BGP Graceful Shutdown
Imagine you have to perform maintenance of the primary uplink of your mission-critical site. You could shut down the link (or power off the router) and wait for a few minutes for the global Internet to adapt to the change1, or you could do the right thing and try to shift the traffic to the backup link before shutting down the primary one.
Shifting the traffic away from a link scheduled for maintenance has two components:
- Telling everyone in your autonomous system not to use the affected link, usually by setting the BGP local preference of all prefixes received over that link to zero.
- Telling the upstream provider not to use the link. RFC 8326 defines the recommended tool for the job: the GRACEFUL_SHUTDOWN community.
In this lab exercise, you’ll implement the configuration changes needed to support the BGP Graceful Shutdown functionality on a customer and a provider router and test the graceful shutdown procedure.
Expert
We expect you to have completed most of the foundational labs and know what you’re doing. The lab instructions contain only high-level guidelines.
Existing Router Configurations
The routers in your lab use the following BGP AS numbers and advertise one prefix per autonomous system.

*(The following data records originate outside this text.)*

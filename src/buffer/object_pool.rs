use std::ops::{Deref, DerefMut};
use std::sync::atomic::{AtomicU64, Ordering};
use std::sync::{Arc, Weak};

use parking_lot::Mutex;
use tracing::{debug, warn};

/// Creation and reset policy for a pooled resource.
///
/// `create` builds a fresh instance when the pool is primed or runs dry.
/// `reset` is applied to every returned item before it can be handed out
/// again.
pub trait PoolPolicy<T>: Send + Sync + 'static {
    fn create(&self) -> T;
    fn reset(&self, item: &mut T);
}

/// A bounded pool of reusable resources.
///
/// Items are handed out wrapped in a [`Pooled`] guard and flow back on drop.
/// A pool that runs dry falls back to allocating a fresh instance (logged as
/// a warning) instead of failing the caller; returns beyond `max_retained`
/// are discarded so the pool never grows past its bound.
#[derive(Debug)]
pub struct ObjectPool<T> {
    inner: Arc<PoolInner<T>>,
}

impl<T> Clone for ObjectPool<T> {
    fn clone(&self) -> Self {
        ObjectPool {
            inner: self.inner.clone(),
        }
    }
}

struct PoolInner<T> {
    name: &'static str,
    retained: Mutex<Vec<T>>,
    max_retained: usize,
    policy: Box<dyn PoolPolicy<T>>,
    fresh_allocations: AtomicU64,
}

impl<T> std::fmt::Debug for PoolInner<T> {
    fn fmt(&self, f: &mut std::fmt::Formatter<'_>) -> std::fmt::Result {
        f.debug_struct("PoolInner")
            .field("name", &self.name)
            .field("max_retained", &self.max_retained)
            .finish()
    }
}

impl<T: Send + 'static> ObjectPool<T> {
    /// Creates a pool retaining at most `max_retained` idle items, primed
    /// with `preallocate` instances built by the policy.
    pub fn new<P: PoolPolicy<T>>(
        name: &'static str,
        max_retained: usize,
        preallocate: usize,
        policy: P,
    ) -> ObjectPool<T> {
        let primed = preallocate.min(max_retained);
        let mut retained = Vec::with_capacity(max_retained);
        for _ in 0..primed {
            retained.push(policy.create());
        }
        debug!("pool {} primed with {} instances", name, primed);
        ObjectPool {
            inner: Arc::new(PoolInner {
                name,
                retained: Mutex::new(retained),
                max_retained,
                policy: Box::new(policy),
                fresh_allocations: AtomicU64::new(0),
            }),
        }
    }

    /// Hands out an item, allocating a fresh one if the pool is empty.
    pub fn get(&self) -> Pooled<T> {
        let item = self.inner.retained.lock().pop();
        let item = match item {
            Some(item) => item,
            None => {
                self.inner.fresh_allocations.fetch_add(1, Ordering::Relaxed);
                warn!(
                    "pool {} exhausted, allocating a fresh instance",
                    self.inner.name
                );
                self.inner.policy.create()
            }
        };
        Pooled {
            item: Some(item),
            pool: Arc::downgrade(&self.inner),
        }
    }

    /// Number of idle items currently retained.
    pub fn retained_len(&self) -> usize {
        self.inner.retained.lock().len()
    }

    /// How many times the pool fell back to a fresh allocation.
    pub fn fresh_allocations(&self) -> u64 {
        self.inner.fresh_allocations.load(Ordering::Relaxed)
    }
}

/// RAII guard around a pooled item.
///
/// Dropping the guard resets the item via the pool policy and returns it to
/// the pool. If the pool itself is gone, the item is simply dropped.
#[derive(Debug)]
pub struct Pooled<T: Send + 'static> {
    item: Option<T>,
    pool: Weak<PoolInner<T>>,
}

impl<T: Send + 'static> Deref for Pooled<T> {
    type Target = T;

    fn deref(&self) -> &T {
        self.item.as_ref().expect("pooled item already released")
    }
}

impl<T: Send + 'static> DerefMut for Pooled<T> {
    fn deref_mut(&mut self) -> &mut T {
        self.item.as_mut().expect("pooled item already released")
    }
}

impl<T: Send + 'static> Drop for Pooled<T> {
    fn drop(&mut self) {
        let item = self.item.take();
        let pool = self.pool.upgrade();
        if let (Some(mut item), Some(pool)) = (item, pool) {
            pool.policy.reset(&mut item);
            let mut retained = pool.retained.lock();
            if retained.len() < pool.max_retained {
                retained.push(item);
            }
        }
    }
}
use bytes::{BufMut, Bytes, BytesMut};
use chrono::Utc;

use crate::buffer::PooledBuffer;
use crate::AppError::Incomplete;
use crate::{AppError, AppResult};

/// Size of the wire envelope header: `u16 size | u16 message_id | i64 send_timestamp`.
pub const FRAME_HEADER_SIZE: usize = 12;

/// One complete protocol message as it appears on the wire.
///
/// `size` counts from the start of the header, so a frame occupies exactly
/// `FRAME_HEADER_SIZE + body.len()` bytes. All header fields are
/// little-endian fixed width.
#[derive(Debug, Clone, PartialEq, Eq)]
pub struct Frame {
    pub message_id: u16,
    pub send_timestamp: i64,
    pub body: Bytes,
}

impl Frame {
    /// Builds a frame stamped with the current wall-clock time in millis.
    pub fn new(message_id: u16, body: Bytes) -> Frame {
        Frame {
            message_id,
            send_timestamp: Utc::now().timestamp_millis(),
            body,
        }
    }

    pub fn with_timestamp(message_id: u16, send_timestamp: i64, body: Bytes) -> Frame {
        Frame {
            message_id,
            send_timestamp,
            body,
        }
    }

    pub fn total_size(&self) -> usize {
        FRAME_HEADER_SIZE + self.body.len()
    }
}

/// A decoded frame borrowing its body from the receive buffer.
///
/// The body slice points at the exact byte range inside the buffer, so
/// dispatch is zero-copy; handlers that need the bytes past the dispatch
/// call copy them out via [`to_frame`](FrameView::to_frame).
#[derive(Debug, Clone, Copy)]
pub struct FrameView<'a> {
    pub message_id: u16,
    pub send_timestamp: i64,
    pub body: &'a [u8],
}

impl FrameView<'_> {
    pub fn to_frame(&self) -> Frame {
        Frame {
            message_id: self.message_id,
            send_timestamp: self.send_timestamp,
            body: Bytes::copy_from_slice(self.body),
        }
    }
}

/// Serializes and deserializes the wire envelope against a size ceiling.
#[derive(Debug, Clone, Copy)]
pub struct FrameCodec {
    max_frame_size: usize,
}

impl FrameCodec {
    pub fn new(max_frame_size: usize) -> FrameCodec {
        FrameCodec { max_frame_size }
    }

    pub fn max_frame_size(&self) -> usize {
        self.max_frame_size
    }

    /// Checks whether `src` starts with a complete frame.
    ///
    /// Returns the total frame size on success, `Err(Incomplete)` when more
    /// data is needed, and a protocol error when the declared size is out of
    /// bounds.
    fn check(&self, src: &[u8]) -> AppResult<usize> {
        if src.len() < 2 {
            return Err(Incomplete);
        }
        let declared = u16::from_le_bytes([src[0], src[1]]) as usize;
        if declared < FRAME_HEADER_SIZE {
            return Err(AppError::ProtocolViolation(format!(
                "declared frame size {} is smaller than the {} byte header",
                declared, FRAME_HEADER_SIZE
            )));
        }
        if declared > self.max_frame_size {
            return Err(AppError::FrameTooLarge {
                size: declared,
                max: self.max_frame_size,
            });
        }
        if src.len() < declared {
            return Err(Incomplete);
        }
        Ok(declared)
    }

    /// Decodes the frame at the start of `src`.
    ///
    /// Yields `None` when the range does not yet hold a complete frame (wait
    /// for more data), otherwise a zero-copy view plus the number of bytes
    /// consumed, so the caller can advance its read cursor. An out-of-bounds
    /// declared size is a protocol error and must terminate the connection.
    pub fn decode<'a>(&self, src: &'a [u8]) -> AppResult<Option<(FrameView<'a>, usize)>> {
        let total = match self.check(src) {
            Ok(total) => total,
            Err(Incomplete) => return Ok(None),
            Err(e) => return Err(e),
        };
        let message_id = u16::from_le_bytes([src[2], src[3]]);
        let send_timestamp = i64::from_le_bytes(
            src[4..12]
                .try_into()
                .map_err(|_| AppError::ProtocolViolation("truncated frame header".to_string()))?,
        );
        let view = FrameView {
            message_id,
            send_timestamp,
            body: &src[FRAME_HEADER_SIZE..total],
        };
        Ok(Some((view, total)))
    }

    /// Encodes `frame` into the free space of a pooled buffer.
    ///
    /// Fails if the frame exceeds the configured maximum or the destination
    /// buffer's remaining space.
    pub fn encode(&self, frame: &Frame, dst: &mut PooledBuffer) -> AppResult<()> {
        let total = self.checked_total_size(frame)?;
        let space = dst.open(total)?;
        space[0..2].copy_from_slice(&(total as u16).to_le_bytes());
        space[2..4].copy_from_slice(&frame.message_id.to_le_bytes());
        space[4..12].copy_from_slice(&frame.send_timestamp.to_le_bytes());
        space[FRAME_HEADER_SIZE..].copy_from_slice(&frame.body);
        dst.commit(total)
    }

    /// Encodes `frame` into a standalone byte chunk for the send queue.
    pub fn encode_to_bytes(&self, frame: &Frame) -> AppResult<Bytes> {
        let total = self.checked_total_size(frame)?;
        let mut buf = BytesMut::with_capacity(total);
        buf.put_u16_le(total as u16);
        buf.put_u16_le(frame.message_id);
        buf.put_i64_le(frame.send_timestamp);
        buf.put_slice(&frame.body);
        Ok(buf.freeze())
    }

    fn checked_total_size(&self, frame: &Frame) -> AppResult<usize> {
        let total = frame.total_size();
        if total > self.max_frame_size || total > u16::MAX as usize {
            return Err(AppError::FrameTooLarge {
                size: total,
                max: self.max_frame_size.min(u16::MAX as usize),
            });
        }
        Ok(total)
    }
}
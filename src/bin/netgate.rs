use clap::Parser;
use dotenv::dotenv;
use netgate::{
    setup_tracing, AppResult, DispatchRegistry, EngineConfig, HandlerContext, NetworkEngine,
};
use std::path::PathBuf;
use tokio::runtime;
use tokio::signal;
use tracing::info;

/// message id answered by the built-in echo handler
const ECHO_MESSAGE_ID: u16 = 1;

#[derive(Parser)]
#[command(version)]
pub struct CommandLine {
    /// path to config file
    #[arg(short, long)]
    pub conf: Option<String>,
    #[command(subcommand)]
    pub command: Option<Command>,
    /// log level (v: info, vv: debug, vvv: trace)
    #[arg(short = 'v', long = "verbose", action = clap::ArgAction::Count)]
    pub verbose: u8,
}

#[derive(Parser)]
pub enum Command {
    PrintConfig,
}

fn main() -> AppResult<()> {
    dotenv().ok();

    // startup tokio runtime
    let rt = runtime::Builder::new_multi_thread().enable_all().build()?;

    let _log_guard = setup_tracing("logs");

    //setup config
    let commandline: CommandLine = CommandLine::parse();
    let config_path = commandline.conf.as_ref().map_or_else(
        || {
            let mut path = PathBuf::from("./");
            path.push("conf.toml");
            path
        },
        PathBuf::from,
    );
    let engine_config = EngineConfig::set_up_config(config_path)?;

    if let Some(Command::PrintConfig) = commandline.command {
        println!("{:#?}", engine_config);
        return Ok(());
    }

    let mut dispatch = DispatchRegistry::new();
    dispatch.register(ECHO_MESSAGE_ID, |ctx: &HandlerContext<'_>| {
        ctx.reply(ECHO_MESSAGE_ID, ctx.body)
    });

    rt.block_on(async move {
        let mut engine = NetworkEngine::new(engine_config, dispatch)?;
        engine.start().await?;

        let _ = signal::ctrl_c().await;
        info!("get shutdown signal");

        engine.shutdown().await;
        Ok(())
    })
}
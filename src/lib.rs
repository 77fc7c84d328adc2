mod buffer;
mod network;
mod service;
mod utils;

pub use buffer::{BufferPool, BufferPoolPolicy, ObjectPool, PoolPolicy, Pooled, PooledBuffer};
pub use network::{
    Acceptor, CloseCallback, CloseReason, Connection, ConnectionRegistry, Connector, Direction,
    DispatchRegistry, Frame, FrameCodec, FrameView, HandlerContext, MessageHandler,
    SocketOp, SocketStateMachine, FRAME_HEADER_SIZE,
};
pub use service::{
    setup_local_tracing, setup_tracing, AppError, AppResult, CloseHook, EndpointConfig,
    EngineConfig, LogGuard, NetworkConfig, NetworkEngine, OutboundConfig, OutboundTask,
    PoolConfig, Shutdown, SocketConfig,
};
pub use utils::{OutboundWorkerPool, PoolHandler, WorkerPoolConfig};
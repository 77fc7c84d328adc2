use std::path::Path;
use std::time::Duration;

use serde::{Deserialize, Serialize};

use crate::network::FRAME_HEADER_SIZE;

use super::{AppError, AppResult};

/// One listen or connect endpoint.
#[derive(Debug, Serialize, Deserialize, Clone)]
pub struct EndpointConfig {
    pub ip: String,
    pub port: u16,
}

impl EndpointConfig {
    pub fn address(&self) -> String {
        format!("{}:{}", self.ip, self.port)
    }
}

#[derive(Debug, Serialize, Deserialize, Clone)]
#[serde(default)]
pub struct NetworkConfig {
    pub listeners: Vec<EndpointConfig>,
    pub max_connection: usize,
    /// upper bound on a declared frame size, header included
    pub max_frame_size: usize,
    /// refuse a second inbound connection from an already-connected host
    pub reject_duplicate_peers: bool,
    /// close the connection when a frame carries an unregistered message id
    pub close_on_unknown_message: bool,
    pub connect_timeout_ms: u64,
    /// ceiling on bytes queued behind an in-flight send per connection
    pub send_queue_max_bytes: usize,
    /// read inactivity window in seconds, 0 disables the idle timeout
    pub idle_timeout_secs: u64,
}

impl Default for NetworkConfig {
    fn default() -> Self {
        NetworkConfig {
            listeners: vec![EndpointConfig {
                ip: "0.0.0.0".to_string(),
                port: 9098,
            }],
            max_connection: 1024,
            max_frame_size: 16 * 1024,
            reject_duplicate_peers: false,
            close_on_unknown_message: false,
            connect_timeout_ms: 5000,
            send_queue_max_bytes: 4 * 1024 * 1024,
            idle_timeout_secs: 0,
        }
    }
}

impl NetworkConfig {
    pub fn connect_timeout(&self) -> Duration {
        Duration::from_millis(self.connect_timeout_ms)
    }

    pub fn idle_timeout(&self) -> Option<Duration> {
        if self.idle_timeout_secs == 0 {
            None
        } else {
            Some(Duration::from_secs(self.idle_timeout_secs))
        }
    }
}

/// Options applied to every accepted/connected socket at construction.
#[derive(Debug, Serialize, Deserialize, Clone)]
#[serde(default)]
pub struct SocketConfig {
    pub nodelay: bool,
    /// keep-alive idle time in seconds, 0 disables keep-alive probing
    pub keepalive_secs: u64,
    pub keepalive_interval_secs: u64,
    /// close linger in seconds
    pub linger_secs: Option<u64>,
    /// OS receive buffer size, 0 keeps the OS default
    pub recv_buffer_size: usize,
    /// OS send buffer size, 0 keeps the OS default
    pub send_buffer_size: usize,
}

impl Default for SocketConfig {
    fn default() -> Self {
        SocketConfig {
            nodelay: true,
            keepalive_secs: 60,
            keepalive_interval_secs: 10,
            linger_secs: None,
            recv_buffer_size: 0,
            send_buffer_size: 0,
        }
    }
}

/// Sizing of the receive buffer pool.
#[derive(Debug, Serialize, Deserialize, Clone)]
#[serde(default)]
pub struct PoolConfig {
    /// capacity of each pooled receive buffer
    pub buffer_capacity: usize,
    /// idle buffers the pool retains, excess returns are discarded
    pub max_retained: usize,
    /// buffers allocated up front
    pub preallocate: usize,
}

impl Default for PoolConfig {
    fn default() -> Self {
        PoolConfig {
            buffer_capacity: 16 * 1024,
            max_retained: 1024,
            preallocate: 64,
        }
    }
}

/// Sizing of the outbound worker queues.
#[derive(Debug, Serialize, Deserialize, Clone)]
#[serde(default)]
pub struct OutboundConfig {
    pub channel_capacity: usize,
    /// number of worker channels, 0 derives from the CPU count
    pub num_channels: i8,
    pub monitor_interval: u64,
    pub worker_check_timeout: u64,
}

impl Default for OutboundConfig {
    fn default() -> Self {
        OutboundConfig {
            channel_capacity: 1024,
            num_channels: 0,
            monitor_interval: 5,
            worker_check_timeout: 200,
        }
    }
}

impl OutboundConfig {
    pub fn resolved_num_channels(&self) -> i8 {
        if self.num_channels > 0 {
            self.num_channels
        } else {
            num_cpus::get().min(i8::MAX as usize) as i8
        }
    }
}

/// Immutable engine configuration, loaded once at startup and passed by
/// value into the engine.
#[derive(Debug, Default, Serialize, Deserialize, Clone)]
#[serde(default)]
pub struct EngineConfig {
    pub network: NetworkConfig,
    pub socket: SocketConfig,
    pub pool: PoolConfig,
    pub outbound: OutboundConfig,
}

impl EngineConfig {
    pub fn set_up_config<P: AsRef<Path>>(path: P) -> AppResult<EngineConfig> {
        let path_str = path
            .as_ref()
            .to_str()
            .ok_or(AppError::InvalidValue(format!(
                "config file path: {}",
                path.as_ref().to_string_lossy()
            )))?;
        let config = config::Config::builder()
            .add_source(config::File::with_name(path_str))
            .build()?;

        let engine_config: EngineConfig = config.try_deserialize()?;
        engine_config.validate()?;

        Ok(engine_config)
    }

    pub fn validate(&self) -> AppResult<()> {
        if self.network.max_connection == 0 {
            return Err(AppError::InvalidConfig(
                "network.max_connection must be at least 1".to_string(),
            ));
        }
        if self.network.max_frame_size < FRAME_HEADER_SIZE {
            return Err(AppError::InvalidConfig(format!(
                "network.max_frame_size must cover the {} byte header",
                FRAME_HEADER_SIZE
            )));
        }
        if self.network.max_frame_size > u16::MAX as usize {
            return Err(AppError::InvalidConfig(format!(
                "network.max_frame_size cannot exceed {}",
                u16::MAX
            )));
        }
        if self.network.max_frame_size > self.pool.buffer_capacity {
            // a frame must always fit a receive buffer, otherwise the
            // receive loop can never assemble it
            return Err(AppError::InvalidConfig(format!(
                "network.max_frame_size {} exceeds pool.buffer_capacity {}",
                self.network.max_frame_size, self.pool.buffer_capacity
            )));
        }
        if self.network.send_queue_max_bytes < self.network.max_frame_size {
            return Err(AppError::InvalidConfig(
                "network.send_queue_max_bytes must hold at least one frame".to_string(),
            ));
        }
        if self.outbound.channel_capacity == 0 {
            return Err(AppError::InvalidConfig(
                "outbound.channel_capacity must be at least 1".to_string(),
            ));
        }
        if self.outbound.num_channels < 0 {
            return Err(AppError::InvalidConfig(
                "outbound.num_channels cannot be negative".to_string(),
            ));
        }
        Ok(())
    }
}

#[cfg(test)]
mod tests {
    use super::*;

    #[test]
    fn test_default_config_is_valid() {
        EngineConfig::default().validate().unwrap();
    }

    #[test]
    fn test_frame_size_must_fit_receive_buffer() {
        let mut config = EngineConfig::default();
        config.network.max_frame_size = config.pool.buffer_capacity + 1;
        assert!(matches!(
            config.validate(),
            Err(AppError::InvalidConfig(_))
        ));
    }

    #[test]
    fn test_frame_size_bounds() {
        let mut config = EngineConfig::default();
        config.network.max_frame_size = FRAME_HEADER_SIZE - 1;
        assert!(config.validate().is_err());

        let mut config = EngineConfig::default();
        config.network.max_frame_size = u16::MAX as usize + 1;
        assert!(config.validate().is_err());
    }

    #[test]
    fn test_zero_max_connection_is_rejected() {
        let mut config = EngineConfig::default();
        config.network.max_connection = 0;
        assert!(config.validate().is_err());
    }

    #[test]
    fn test_num_channels_falls_back_to_cpu_count() {
        let outbound = OutboundConfig {
            num_channels: 0,
            ..OutboundConfig::default()
        };
        assert!(outbound.resolved_num_channels() >= 1);

        let outbound = OutboundConfig {
            num_channels: 3,
            ..OutboundConfig::default()
        };
        assert_eq!(outbound.resolved_num_channels(), 3);
    }
}
use dotenv::dotenv;
use tracing_appender::non_blocking::WorkerGuard;
use tracing_subscriber::fmt::time::ChronoLocal;
use tracing_subscriber::fmt::writer::MakeWriterExt;
use tracing_subscriber::layer::SubscriberExt;
use tracing_subscriber::util::SubscriberInitExt;

use super::AppResult;

pub fn setup_local_tracing() -> AppResult<()> {
    dotenv().ok();
    let timer = ChronoLocal::new("%Y-%m-%d %H:%M:%S%.6f".to_string());
    let fmt_layer = tracing_subscriber::fmt::layer()
        .with_timer(timer)
        .with_target(true)
        .with_thread_names(true)
        .with_thread_ids(true)
        .with_line_number(true);
    tracing_subscriber::registry()
        .with(fmt_layer)
        .with(tracing_subscriber::EnvFilter::from_default_env())
        .init();
    Ok(())
}

/// Keeps the non-blocking file writer alive for the process lifetime.
pub struct LogGuard {
    _worker_guard: WorkerGuard,
}

/// File plus stdout logging for a deployed server process.
pub fn setup_tracing(log_dir: &str) -> LogGuard {
    let file_appender = tracing_appender::rolling::hourly(log_dir, "netgate.log");
    let (non_blocking, worker_guard) = tracing_appender::non_blocking(file_appender);
    let writer = non_blocking.and(std::io::stdout);

    let timer = ChronoLocal::new("%Y-%m-%d %H:%M:%S%.6f".to_string());
    let fmt_layer = tracing_subscriber::fmt::layer()
        .with_timer(timer)
        .with_target(true)
        .with_thread_names(true)
        .with_thread_ids(true)
        .with_file(true)
        .with_line_number(true)
        .with_ansi(true)
        .with_writer(writer);

    tracing_subscriber::registry()
        .with(fmt_layer)
        .with(tracing_subscriber::EnvFilter::from_default_env())
        .init();

    LogGuard {
        _worker_guard: worker_guard,
    }
}
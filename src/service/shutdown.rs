// Copyright 2025 jonefeewang@gmail.com
//
// Licensed under the Apache License, Version 2.0 (the "License");
// you may not use this file except in compliance with the License.
// You may obtain a copy of the License at
//
//     http://www.apache.org/licenses/LICENSE-2.0
//
// Unless required by applicable law or agreed to in writing, software
// distributed under the License is distributed on an "AS IS" BASIS,
// WITHOUT WARRANTIES OR CONDITIONS OF ANY KIND, either express or implied.
// See the License for the specific language governing permissions and
// limitations under the License.

use tokio::sync::broadcast;

/// Listens for the engine-wide shutdown broadcast.
///
/// Each long-lived task (accept loops, outbound workers, monitors) holds its
/// own `Shutdown` and selects on [`recv`](Shutdown::recv). The signal is
/// latched once observed, so later calls return immediately.
#[derive(Debug)]
pub struct Shutdown {
    shutdown_received: bool,
    notify: broadcast::Receiver<()>,
}

impl Shutdown {
    pub fn new(notify: broadcast::Receiver<()>) -> Shutdown {
        Shutdown {
            shutdown_received: false,
            notify,
        }
    }

    pub fn is_shutdown(&self) -> bool {
        self.shutdown_received
    }

    /// Waits for the shutdown signal.
    ///
    /// A closed or lagged broadcast channel counts as shutdown too; the
    /// sender side only ever disappears during teardown.
    pub async fn recv(&mut self) {
        if self.shutdown_received {
            return;
        }
        let _ = self.notify.recv().await;
        self.shutdown_received = true;
    }
}
//! Shared fixtures for the network unit tests: loopback socket pairs, a
//! close-callback probe, and helpers wrapping a raw stream into a running
//! `Connection`.

use std::sync::atomic::{AtomicU64, AtomicUsize, Ordering};
use std::sync::Arc;
use std::time::Duration;

use tokio::net::{TcpListener, TcpStream};

use crate::buffer::{BufferPoolPolicy, ObjectPool};
use crate::network::{
    CloseCallback, Connection, ConnectionSettings, Direction, DispatchRegistry, FrameCodec,
};

static NEXT_TEST_CONNECTION_ID: AtomicU64 = AtomicU64::new(1);

pub(crate) async fn tcp_pair() -> (TcpStream, TcpStream) {
    let listener = TcpListener::bind("127.0.0.1:0").await.unwrap();
    let addr = listener.local_addr().unwrap();
    let client = TcpStream::connect(addr).await.unwrap();
    let (server, _) = listener.accept().await.unwrap();
    (client, server)
}

/// Counts close-callback invocations for one connection.
#[derive(Clone)]
pub(crate) struct CloseCounter {
    count: Arc<AtomicUsize>,
}

impl CloseCounter {
    pub(crate) fn new() -> CloseCounter {
        CloseCounter {
            count: Arc::new(AtomicUsize::new(0)),
        }
    }

    pub(crate) fn callback(&self) -> CloseCallback {
        let count = self.count.clone();
        Box::new(move |_, _| {
            count.fetch_add(1, Ordering::SeqCst);
        })
    }

    pub(crate) fn count(&self) -> usize {
        self.count.load(Ordering::SeqCst)
    }

    pub(crate) async fn wait_for_close(&self) {
        let deadline = tokio::time::Instant::now() + Duration::from_secs(2);
        while self.count() == 0 {
            assert!(
                tokio::time::Instant::now() < deadline,
                "close callback never fired"
            );
            tokio::time::sleep(Duration::from_millis(10)).await;
        }
    }
}

/// Wraps an established stream into a `Connection` with a running receive
/// loop, using a tiny dedicated buffer pool.
pub(crate) fn wrap_stream(
    stream: TcpStream,
    dispatch: Arc<DispatchRegistry>,
    close_on_unknown_message: bool,
    idle_timeout: Option<Duration>,
    close_callback: CloseCallback,
) -> Arc<Connection> {
    let local_addr = stream.local_addr().unwrap();
    let remote_addr = stream.peer_addr().unwrap();
    let (reader, writer) = stream.into_split();

    let conn = Connection::new(
        NEXT_TEST_CONNECTION_ID.fetch_add(1, Ordering::Relaxed),
        Direction::Inbound,
        local_addr,
        remote_addr,
        writer,
        ConnectionSettings {
            codec: FrameCodec::new(1024),
            send_queue_max_bytes: 1024 * 1024,
            idle_timeout,
        },
        close_callback,
    );

    let pool = ObjectPool::new("test-buffers", 2, 2, BufferPoolPolicy::new(4096));
    conn.start_receive_loop(reader, pool.get(), dispatch, close_on_unknown_message);
    conn
}

pub(crate) async fn established_connection() -> (Arc<Connection>, TcpStream, CloseCounter) {
    established_connection_with(Arc::new(DispatchRegistry::new()), false).await
}

pub(crate) async fn established_connection_with(
    dispatch: Arc<DispatchRegistry>,
    close_on_unknown_message: bool,
) -> (Arc<Connection>, TcpStream, CloseCounter) {
    let (client, server) = tcp_pair().await;
    let counter = CloseCounter::new();
    let conn = wrap_stream(
        server,
        dispatch,
        close_on_unknown_message,
        None,
        counter.callback(),
    );
    (conn, client, counter)
}
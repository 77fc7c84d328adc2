pub use worker_pool::{OutboundWorkerPool, PoolHandler, WorkerPoolConfig};
mod worker_pool;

| Node/ASN | Router ID | Advertised prefixes |
|---|---|---|
| AS65000 | ||
| c1 | 10.0.0.1 | 192.168.42.0/24 |
| c2 | 10.0.0.2 | 192.168.42.0/24 |
| AS65100 | ||
| x1 | 10.0.0.10 | 172.18.12.0/24 |
| x2 | 10.0.0.11 | 172.18.12.0/24 |
The routers you’re configuring have these BGP neighbors:
| Node | Router ID/ Neighbor |
Router AS/ Neighbor AS |
Neighbor IPv4 |
|---|---|---|---|
| c1 | 10.0.0.1 | 65000 | |
| c2 | 65000 | 10.0.0.2 | |
| x1 | 65100 | 10.1.0.6 | |
| x1 | 10.0.0.10 | 65100 | |
| x2 | 65100 | 10.0.0.11 | |
| c1 | 65000 | 10.1.0.5 |
The routers you’re configuring run OSPF in the backbone area with the other routers in the same autonomous system:
| Router | Interface | IPv4 Address | Neighbor(s) |
|---|---|---|---|
| c1 | Loopback | 10.0.0.1/32 | |
| eth1 | 192.168.42.1/24 | c2 | |
| c2 | Loopback | 10.0.0.2/32 | |
| eth1 | 192.168.42.2/24 | c1 | |
| x1 | Loopback | 10.0.0.10/32 | |
| eth2 | 172.18.12.1/24 | x2 | |
| x2 | Loopback | 10.0.0.11/32 | |
| eth3 | 172.18.12.2/24 | x1 |
netlab automatically configures all lab devices; if you’re using another lab infrastructure, you’ll have to manually configure C1 and X1.
Start the Lab
Assuming you already set up your lab infrastructure:
- Change directory to
challenge/03-graceful-shutdown - Execute netlab up (device requirements, other options)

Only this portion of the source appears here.